Part of the problem is that Science Fiction and Fantasy are both actually loose clusters of genres. It's not possible to draw a simple sliding scale between the two because it would need to have a dozen endpoints. Nor are they the only unrealistic genres; Alternate History is neither, but has fuzzy borders with both. Add the Horror and War genres from Speculative Fiction and you'd need both impossible science and magic to draw a map.
Another complicating factor is that some writers deliberately aim to be unclassifiable, while other try to pass the work off as being in a different genre. When Science Fiction was fashionable, one way to sell Fantasy was to say it was on a lost colony - just add a couple of wrecked spaceships and claim all the magic was really Lost Technology.
It might be said that, on one level, Science Fiction and Fantasy tap into two quite different emotions. Science Fiction appeals to hope and wonder, both in how we want things to turn out, and how we are afraid they might turn out worse. Fantasy on the other hand is about yearning and regret, an appeal directly to the heart about how things should be that in some ways stretches back to the ideal of childhood, something that can be seen directly in many stories. Fantasy is rarely dystopic in the way Science Fiction often is, but it is often wistful - and it is nearly always set 'in the past' (see Star Wars below).

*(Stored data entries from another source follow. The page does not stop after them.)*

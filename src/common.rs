pub mod db_utils;
pub mod error;
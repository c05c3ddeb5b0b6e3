// src/db.rs

use std::sync::Arc;

use sqlx::PgPool;

pub mod memory;
pub mod notification_repo;
pub mod package_repo;
pub mod pickup_repo;
pub mod resident_repo;
pub mod tenancy_repo;
pub mod user_repo;

pub use memory::MemoryStore;
pub use notification_repo::{NotificationRepository, PgNotificationRepository};
pub use package_repo::{PackageRepository, PgPackageRepository};
pub use pickup_repo::{PgPickupRepository, PickupRepository};
pub use resident_repo::{PgResidentRepository, ResidentRepository};
pub use tenancy_repo::{PgTenantRepository, TenantRepository};
pub use user_repo::{PgUserRepository, UserRepository};

/// Conjunto de repositórios usado para montar os serviços.
#[derive(Clone)]
pub struct Repositories {
    pub users: Arc<dyn UserRepository>,
    pub tenants: Arc<dyn TenantRepository>,
    pub residents: Arc<dyn ResidentRepository>,
    pub packages: Arc<dyn PackageRepository>,
    pub pickups: Arc<dyn PickupRepository>,
    pub notifications: Arc<dyn NotificationRepository>,
}

impl Repositories {
    pub fn postgres(pool: PgPool) -> Self {
        Self {
            users: Arc::new(PgUserRepository::new(pool.clone())),
            tenants: Arc::new(PgTenantRepository::new(pool.clone())),
            residents: Arc::new(PgResidentRepository::new(pool.clone())),
            packages: Arc::new(PgPackageRepository::new(pool.clone())),
            pickups: Arc::new(PgPickupRepository::new(pool.clone())),
            notifications: Arc::new(PgNotificationRepository::new(pool)),
        }
    }

    pub fn memory(store: MemoryStore) -> Self {
        Self {
            users: Arc::new(store.clone()),
            tenants: Arc::new(store.clone()),
            residents: Arc::new(store.clone()),
            packages: Arc::new(store.clone()),
            pickups: Arc::new(store.clone()),
            notifications: Arc::new(store),
        }
    }
}
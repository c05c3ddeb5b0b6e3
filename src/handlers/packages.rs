// src/handlers/packages.rs

use axum::{
    Json,
    extract::{Path, Query, State},
    http::StatusCode,
    response::IntoResponse,
};
use uuid::Uuid;
use validator::Validate;

use crate::{
    common::error::AppError,
    config::AppState,
    middleware::{
        rbac::{PorterTier, RequireRole},
        tenancy::TenantContext,
    },
    models::{
        packages::{Package, PeriodQuery, Pickup, RegisterPackagePayload, RegisterPickupPayload},
        responses::CreatedResponse,
    },
};

// POST /api/packages
#[utoipa::path(
    post,
    path = "/api/packages",
    tag = "Packages",
    request_body = RegisterPackagePayload,
    responses(
        (status = 201, description = "Encomenda registrada", body = CreatedResponse),
        (status = 400, description = "Dados ou foto inválidos"),
        (status = 403, description = "Restrito à portaria"),
        (status = 404, description = "Morador não encontrado"),
        (status = 503, description = "Storage ou banco indisponível")
    ),
    security(("api_jwt" = []))
)]
pub async fn register_package(
    State(app_state): State<AppState>,
    guard: RequireRole<PorterTier>,
    Json(payload): Json<RegisterPackagePayload>,
) -> Result<impl IntoResponse, AppError> {
    payload.validate()?;

    let package = app_state.package_service.register(&guard, payload).await?;
    Ok((StatusCode::CREATED, Json(CreatedResponse { id: package.id })))
}

// GET /api/packages?start=...&end=...
#[utoipa::path(
    get,
    path = "/api/packages",
    tag = "Packages",
    params(PeriodQuery),
    responses(
        (status = 200, description = "Encomendas registradas no período", body = Vec<Package>),
        (status = 400, description = "Período inválido")
    ),
    security(("api_jwt" = []))
)]
pub async fn list_packages_by_period(
    State(app_state): State<AppState>,
    ctx: TenantContext,
    Query(period): Query<PeriodQuery>,
) -> Result<Json<Vec<Package>>, AppError> {
    let packages = app_state
        .package_service
        .list_by_period(&ctx, period.start, period.end)
        .await?;
    Ok(Json(packages))
}

// GET /api/packages/pending
#[utoipa::path(
    get,
    path = "/api/packages/pending",
    tag = "Packages",
    responses((status = 200, description = "Encomendas aguardando retirada", body = Vec<Package>)),
    security(("api_jwt" = []))
)]
pub async fn list_pending_packages(
    State(app_state): State<AppState>,
    ctx: TenantContext,
) -> Result<Json<Vec<Package>>, AppError> {
    let packages = app_state.package_service.list_pending(&ctx).await?;
    Ok(Json(packages))
}

// GET /api/packages/by-resident/{resident_id}
#[utoipa::path(
    get,
    path = "/api/packages/by-resident/{resident_id}",
    tag = "Packages",
    params(("resident_id" = Uuid, Path, description = "ID do morador")),
    responses(
        (status = 200, description = "Encomendas do morador", body = Vec<Package>),
        (status = 403, description = "Morador consultando outro morador")
    ),
    security(("api_jwt" = []))
)]
pub async fn list_packages_by_resident(
    State(app_state): State<AppState>,
    ctx: TenantContext,
    Path(resident_id): Path<Uuid>,
) -> Result<Json<Vec<Package>>, AppError> {
    let packages = app_state
        .package_service
        .list_by_resident(&ctx, resident_id)
        .await?;
    Ok(Json(packages))
}

// GET /api/packages/{id}
#[utoipa::path(
    get,
    path = "/api/packages/{id}",
    tag = "Packages",
    params(("id" = Uuid, Path, description = "ID da encomenda")),
    responses(
        (status = 200, description = "Encomenda", body = Package),
        (status = 404, description = "Encomenda não encontrada")
    ),
    security(("api_jwt" = []))
)]
pub async fn get_package(
    State(app_state): State<AppState>,
    ctx: TenantContext,
    Path(id): Path<Uuid>,
) -> Result<Json<Package>, AppError> {
    let package = app_state.package_service.get(&ctx, id).await?;
    Ok(Json(package))
}

// POST /api/packages/{id}/pickup
#[utoipa::path(
    post,
    path = "/api/packages/{id}/pickup",
    tag = "Packages",
    params(("id" = Uuid, Path, description = "ID da encomenda")),
    request_body = RegisterPickupPayload,
    responses(
        (status = 201, description = "Retirada registrada", body = CreatedResponse),
        (status = 400, description = "Encomenda já retirada ou nome ausente"),
        (status = 404, description = "Encomenda não encontrada"),
        (status = 409, description = "Retirada concorrente já registrada")
    ),
    security(("api_jwt" = []))
)]
pub async fn register_pickup(
    State(app_state): State<AppState>,
    guard: RequireRole<PorterTier>,
    Path(id): Path<Uuid>,
    Json(payload): Json<RegisterPickupPayload>,
) -> Result<impl IntoResponse, AppError> {
    payload.validate()?;

    let pickup = app_state
        .package_service
        .register_pickup(&guard, id, payload)
        .await?;
    Ok((StatusCode::CREATED, Json(CreatedResponse { id: pickup.id })))
}

// GET /api/packages/{id}/pickup
#[utoipa::path(
    get,
    path = "/api/packages/{id}/pickup",
    tag = "Packages",
    params(("id" = Uuid, Path, description = "ID da encomenda")),
    responses(
        (status = 200, description = "Retirada da encomenda", body = Pickup),
        (status = 404, description = "Sem retirada registrada")
    ),
    security(("api_jwt" = []))
)]
pub async fn get_pickup(
    State(app_state): State<AppState>,
    ctx: TenantContext,
    Path(id): Path<Uuid>,
) -> Result<Json<Pickup>, AppError> {
    let pickup = app_state.package_service.get_pickup(&ctx, id).await?;
    Ok(Json(pickup))
}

One of the original and still the most useful definitions (albeit a biased one, seeing as it clearly implies superiority of one form over another, something that is ... heavily contended, shall we say) of the difference was that Science Fiction is about the social consequences of improbable events or technologies, whereas Fantasy is just about telling a good story. (David Eddings summed it up best: "They get all bogged down in telling you how the watch works; we just tell you what time it is and go on with the story.") While more clear-cut than most definitions, this one does place some works of fiction in the opposite category to the one they are most commonly associated with, for example Star Wars would be definitely in the Fantasy category. Then again Star Wars does have ghosts and sorceresses, so...

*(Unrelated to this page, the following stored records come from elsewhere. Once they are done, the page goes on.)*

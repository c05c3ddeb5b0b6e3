// src/middleware/auth.rs

use axum::{
    extract::{FromRequestParts, Request, State},
    http::{HeaderMap, header::AUTHORIZATION, request::Parts},
    middleware::Next,
    response::Response,
};
use axum_extra::extract::CookieJar;

use crate::{
    common::error::{AppError, AppResult},
    config::AppState,
    models::auth::User,
};

pub const SESSION_COOKIE: &str = "app_session_id";

/// Token da sessão: primeiro o cookie, depois o header `Authorization: Bearer`.
pub fn session_token(jar: &CookieJar, headers: &HeaderMap) -> Option<String> {
    if let Some(cookie) = jar.get(SESSION_COOKIE) {
        if !cookie.value().is_empty() {
            return Some(cookie.value().to_string());
        }
    }

    headers
        .get(AUTHORIZATION)
        .and_then(|value| value.to_str().ok())
        .and_then(|value| value.strip_prefix("Bearer "))
        .map(|token| token.trim().to_string())
        .filter(|token| !token.is_empty())
}

// O middleware em si
pub async fn auth_guard(
    State(app_state): State<AppState>,
    jar: CookieJar,
    mut request: Request,
    next: Next,
) -> AppResult<Response> {
    let token = session_token(&jar, request.headers())
        .ok_or_else(|| AppError::Unauthorized("Authentication required.".into()))?;

    let user = app_state.auth_service.validate_token(&token).await?;

    // Insere o usuário nos "extensions" da requisição
    request.extensions_mut().insert(AuthenticatedUser(user));
    Ok(next.run(request).await)
}

// Extrator para obter o usuário autenticado diretamente nos handlers
#[derive(Debug, Clone)]
pub struct AuthenticatedUser(pub User);

impl<S> FromRequestParts<S> for AuthenticatedUser
where
    S: Send + Sync,
{
    type Rejection = AppError;

    async fn from_request_parts(parts: &mut Parts, _state: &S) -> Result<Self, Self::Rejection> {
        parts
            .extensions
            .get::<AuthenticatedUser>()
            .cloned()
            .ok_or_else(|| AppError::Unauthorized("Authentication required.".into()))
    }
}
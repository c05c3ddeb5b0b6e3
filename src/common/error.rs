// src/common/error.rs

use axum::{
    http::StatusCode,
    response::{IntoResponse, Response},
    Json,
};
use serde_json::json;
use thiserror::Error;

use crate::common::db_utils;

pub type AppResult<T> = Result<T, AppError>;

// Nosso tipo de erro, com `thiserror` para melhor ergonomia.
#[derive(Debug, Error)]
pub enum AppError {
    #[error("Validation failed")]
    ValidationError(#[from] validator::ValidationErrors),

    #[error("{0}")]
    Unauthorized(String),

    #[error("{0}")]
    Forbidden(String),

    #[error("{0}")]
    NotFound(String),

    #[error("{0}")]
    BadRequest(String),

    #[error("{0}")]
    Conflict(String),

    // Banco ou storage fora do ar. O cliente pode tentar de novo.
    #[error("{0}")]
    Unavailable(String),

    #[error("Database error: {0}")]
    DatabaseError(#[from] sqlx::Error),

    #[error("Session token error: {0}")]
    JwtError(#[from] jsonwebtoken::errors::Error),

    // Variante genérica para qualquer outro erro inesperado
    #[error("Internal server error: {0}")]
    InternalServerError(#[from] anyhow::Error),
}

/// A taxonomia que o cliente enxerga.
#[derive(Debug, Clone, Copy, PartialEq, Eq)]
pub enum ErrorKind {
    Unauthorized,
    Forbidden,
    NotFound,
    BadRequest,
    Conflict,
    Unavailable,
    Internal,
}

impl ErrorKind {
    pub fn as_str(self) -> &'static str {
        match self {
            ErrorKind::Unauthorized => "UNAUTHORIZED",
            ErrorKind::Forbidden => "FORBIDDEN",
            ErrorKind::NotFound => "NOT_FOUND",
            ErrorKind::BadRequest => "BAD_REQUEST",
            ErrorKind::Conflict => "CONFLICT",
            ErrorKind::Unavailable => "UNAVAILABLE",
            ErrorKind::Internal => "INTERNAL",
        }
    }

    pub fn status(self) -> StatusCode {
        match self {
            ErrorKind::Unauthorized => StatusCode::UNAUTHORIZED,
            ErrorKind::Forbidden => StatusCode::FORBIDDEN,
            ErrorKind::NotFound => StatusCode::NOT_FOUND,
            ErrorKind::BadRequest => StatusCode::BAD_REQUEST,
            ErrorKind::Conflict => StatusCode::CONFLICT,
            ErrorKind::Unavailable => StatusCode::SERVICE_UNAVAILABLE,
            ErrorKind::Internal => StatusCode::INTERNAL_SERVER_ERROR,
        }
    }
}

impl AppError {
    pub fn kind(&self) -> ErrorKind {
        match self {
            AppError::ValidationError(_) | AppError::BadRequest(_) => ErrorKind::BadRequest,
            AppError::Unauthorized(_) | AppError::JwtError(_) => ErrorKind::Unauthorized,
            AppError::Forbidden(_) => ErrorKind::Forbidden,
            AppError::NotFound(_) => ErrorKind::NotFound,
            AppError::Conflict(_) => ErrorKind::Conflict,
            AppError::Unavailable(_) => ErrorKind::Unavailable,
            AppError::DatabaseError(e) if db_utils::is_unavailable(e) => ErrorKind::Unavailable,
            AppError::DatabaseError(_) | AppError::InternalServerError(_) => ErrorKind::Internal,
        }
    }
}

impl IntoResponse for AppError {
    fn into_response(self) -> Response {
        let kind = self.kind();

        let message = match &self {
            // Retorna todos os detalhes da validação.
            AppError::ValidationError(errors) => {
                let mut details = std::collections::HashMap::new();
                for (field, field_errors) in errors.field_errors() {
                    let messages: Vec<String> = field_errors
                        .iter()
                        .map(|e| {
                            e.message
                                .as_ref()
                                .map(|m| m.to_string())
                                .unwrap_or_else(|| e.code.to_string())
                        })
                        .collect();
                    details.insert(field.to_string(), messages);
                }
                let body = Json(json!({
                    "error": kind.as_str(),
                    "message": "One or more fields are invalid.",
                    "details": details,
                }));
                return (kind.status(), body).into_response();
            }
            AppError::Unauthorized(msg)
            | AppError::Forbidden(msg)
            | AppError::NotFound(msg)
            | AppError::BadRequest(msg)
            | AppError::Conflict(msg) => msg.clone(),
            AppError::JwtError(_) => "Invalid or expired session.".to_string(),
            AppError::Unavailable(msg) => {
                tracing::warn!("Service unavailable: {}", msg);
                msg.clone()
            }
            // O `tracing` loga a mensagem detalhada; o cliente recebe uma genérica.
            AppError::DatabaseError(_) if kind == ErrorKind::Unavailable => {
                tracing::warn!("Database unavailable: {}", self);
                "Database temporarily unavailable.".to_string()
            }
            _ => {
                tracing::error!("Internal server error: {}", self);
                "An unexpected error occurred.".to_string()
            }
        };

        let body = Json(json!({ "error": kind.as_str(), "message": message }));
        (kind.status(), body).into_response()
    }
}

To a lesser extent, this conflict can be portrayed as outright antagonism between magic and technology, sometimes used as a theme. Occasionally it's even lampshaded with a shooting war between the two.

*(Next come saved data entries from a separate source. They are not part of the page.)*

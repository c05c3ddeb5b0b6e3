// src/config.rs

use std::{path::PathBuf, sync::Arc, time::Duration};

use anyhow::Context;
use sqlx::postgres::PgPoolOptions;

use crate::{
    db::{MemoryStore, Repositories},
    services::{
        auth::{AuthService, DevIdentityExchange, IdentityExchange},
        dashboard_service::DashboardService,
        notification_service::NotificationService,
        package_service::PackageService,
        resident_service::ResidentService,
        storage::{LocalDiskStorage, ObjectStorage},
        tenancy_service::TenantService,
    },
};

/// Configuração lida do ambiente (`.env` incluso).
#[derive(Debug, Clone)]
pub struct Config {
    pub database_url: Option<String>,
    pub jwt_secret: String,
    pub owner_open_id: Option<String>,
    pub bind_addr: String,
    pub upload_dir: PathBuf,
    pub upload_public_url: String,
    pub app_env: String,
    pub cookie_secure: bool,
}

impl Config {
    pub fn from_env() -> anyhow::Result<Self> {
        dotenvy::dotenv().ok();
        Self::from_lookup(|key| std::env::var(key).ok())
    }

    pub fn from_lookup<F>(lookup: F) -> anyhow::Result<Self>
    where
        F: Fn(&str) -> Option<String>,
    {
        let var = |key: &str| lookup(key).filter(|value| !value.trim().is_empty());

        let jwt_secret = var("JWT_SECRET").context("JWT_SECRET deve ser definido")?;
        let app_env = var("APP_ENV").unwrap_or_else(|| "production".to_string());
        let development = app_env == "development";

        let cookie_secure = match var("COOKIE_SECURE") {
            Some(value) => parse_flag(&value)
                .with_context(|| format!("COOKIE_SECURE inválido: {}", value))?,
            None => !development,
        };

        Ok(Self {
            database_url: var("DATABASE_URL"),
            jwt_secret,
            owner_open_id: var("OWNER_OPEN_ID"),
            bind_addr: var("BIND_ADDR").unwrap_or_else(|| "0.0.0.0:3000".to_string()),
            upload_dir: var("UPLOAD_DIR").unwrap_or_else(|| "uploads".to_string()).into(),
            upload_public_url: var("UPLOAD_PUBLIC_URL").unwrap_or_else(|| "/uploads".to_string()),
            app_env,
            cookie_secure,
        })
    }

    pub fn is_development(&self) -> bool {
        self.app_env == "development"
    }
}

fn parse_flag(value: &str) -> Option<bool> {
    match value.trim().to_ascii_lowercase().as_str() {
        "1" | "true" | "yes" => Some(true),
        "0" | "false" | "no" => Some(false),
        _ => None,
    }
}

/// Parâmetros da sessão e do login.
#[derive(Clone)]
pub struct AuthSettings {
    pub jwt_secret: String,
    pub owner_open_id: Option<String>,
    pub identity: Option<Arc<dyn IdentityExchange>>,
    pub dev_login: bool,
    pub cookie_secure: bool,
}

// O estado compartilhado que será acessível em toda a aplicação
#[derive(Clone)]
pub struct AppState {
    pub auth_service: AuthService,
    pub resident_service: ResidentService,
    pub package_service: PackageService,
    pub notification_service: NotificationService,
    pub tenant_service: TenantService,
    pub dashboard_service: DashboardService,
    pub cookie_secure: bool,
}

impl AppState {
    pub async fn new(config: &Config) -> anyhow::Result<Self> {
        let repos = match &config.database_url {
            Some(database_url) => {
                let db_pool = PgPoolOptions::new()
                    .max_connections(5)
                    .acquire_timeout(Duration::from_secs(3))
                    .connect(database_url)
                    .await
                    .context("Falha ao conectar ao banco de dados")?;
                tracing::info!("✅ Conexão com o banco de dados estabelecida com sucesso!");

                sqlx::migrate!()
                    .run(&db_pool)
                    .await
                    .context("Falha ao rodar as migrações do banco de dados")?;
                tracing::info!("✅ Migrações do banco de dados executadas com sucesso!");

                Repositories::postgres(db_pool)
            }
            None => {
                tracing::warn!("⚠️ DATABASE_URL ausente: usando armazenamento em memória (dados se perdem ao reiniciar)");
                Repositories::memory(MemoryStore::new())
            }
        };

        let storage: Arc<dyn ObjectStorage> = Arc::new(LocalDiskStorage::new(
            config.upload_dir.clone(),
            config.upload_public_url.clone(),
        ));

        // Sem SDK OAuth configurado, só o login de desenvolvimento funciona
        let identity: Option<Arc<dyn IdentityExchange>> = if config.is_development() {
            tracing::info!("🧪 APP_ENV=development: login de desenvolvimento habilitado");
            Some(Arc::new(DevIdentityExchange))
        } else {
            None
        };

        Ok(Self::from_parts(
            repos,
            storage,
            AuthSettings {
                jwt_secret: config.jwt_secret.clone(),
                owner_open_id: config.owner_open_id.clone(),
                identity,
                dev_login: config.is_development(),
                cookie_secure: config.cookie_secure,
            },
        ))
    }

    /// Monta o gráfico de dependências a partir dos repositórios.
    pub fn from_parts(repos: Repositories, storage: Arc<dyn ObjectStorage>, auth: AuthSettings) -> Self {
        let notification_service = NotificationService::new(repos.notifications.clone());

        Self {
            auth_service: AuthService::new(
                repos.users.clone(),
                auth.jwt_secret,
                auth.owner_open_id,
                auth.identity,
                auth.dev_login,
            ),
            resident_service: ResidentService::new(repos.residents.clone()),
            package_service: PackageService::new(
                repos.packages.clone(),
                repos.pickups.clone(),
                repos.residents.clone(),
                storage,
                notification_service.clone(),
            ),
            notification_service,
            tenant_service: TenantService::new(repos.tenants.clone(), repos.users.clone()),
            dashboard_service: DashboardService::new(repos.packages),
            cookie_secure: auth.cookie_secure,
        }
    }
}

#[cfg(test)]
mod tests {
    use super::*;
    use std::collections::HashMap;

    fn config(pairs: &[(&str, &str)]) -> anyhow::Result<Config> {
        let vars: HashMap<String, String> = pairs
            .iter()
            .map(|(k, v)| (k.to_string(), v.to_string()))
            .collect();
        Config::from_lookup(|key| vars.get(key).cloned())
    }

    #[test]
    fn jwt_secret_is_required() {
        assert!(config(&[]).is_err());
    }

    #[test]
    fn defaults_apply_when_only_the_secret_is_set() {
        let config = config(&[("JWT_SECRET", "s3cret")]).unwrap();

        assert!(config.database_url.is_none());
        assert_eq!(config.bind_addr, "0.0.0.0:3000");
        assert_eq!(config.upload_dir, PathBuf::from("uploads"));
        assert_eq!(config.upload_public_url, "/uploads");
        assert!(!config.is_development());
        assert!(config.cookie_secure);
    }

    #[test]
    fn development_relaxes_secure_cookies() {
        let dev = config(&[("JWT_SECRET", "s"), ("APP_ENV", "development")]).unwrap();
        assert!(dev.is_development());
        assert!(!dev.cookie_secure);

        let forced = config(&[("JWT_SECRET", "s"), ("APP_ENV", "development"), ("COOKIE_SECURE", "true")]).unwrap();
        assert!(forced.cookie_secure);

        assert!(config(&[("JWT_SECRET", "s"), ("COOKIE_SECURE", "maybe")]).is_err());
    }
}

A recurring theme in the conflict seems to be a desire to force Fantasy elements into a more "realistic" Science Fiction explanation (strangely the reverse seems to be much rarer). The "Force Ghosts" from Star Wars are a good example, with numerous fans trying to explain them away in more scientific terms than... well, ghosts. Many Fantasy fans really dislike this sort of Fan Wank.
On the other hand, some works embrace elements from both fantasy and science fiction settings, creating a Science Fantasy hybrid. Instead of worrying about trying to fit into a genre, they follow other rules, such as Rule of Cool or Rule of Funny to build the setting within the larger envelope of Speculative Fiction.
In Anime & Manga and other Japanese media, Science Fantasy is the rule rather than the exception. While Japan has produced its share of hard science fiction, Medieval European Fantasy and fantastical Jidaigeki works, the Speculative Fiction genre never really speciated in Japan to the degree that it did in the West. It's perfectly normal for fantasy works to include robots and mad scientists, and science fiction works to include sorcerers and ley lines, and it'll usually go unremarked.
And now you wonder why some larger bookstores have a combined Science Fiction/Fantasy section.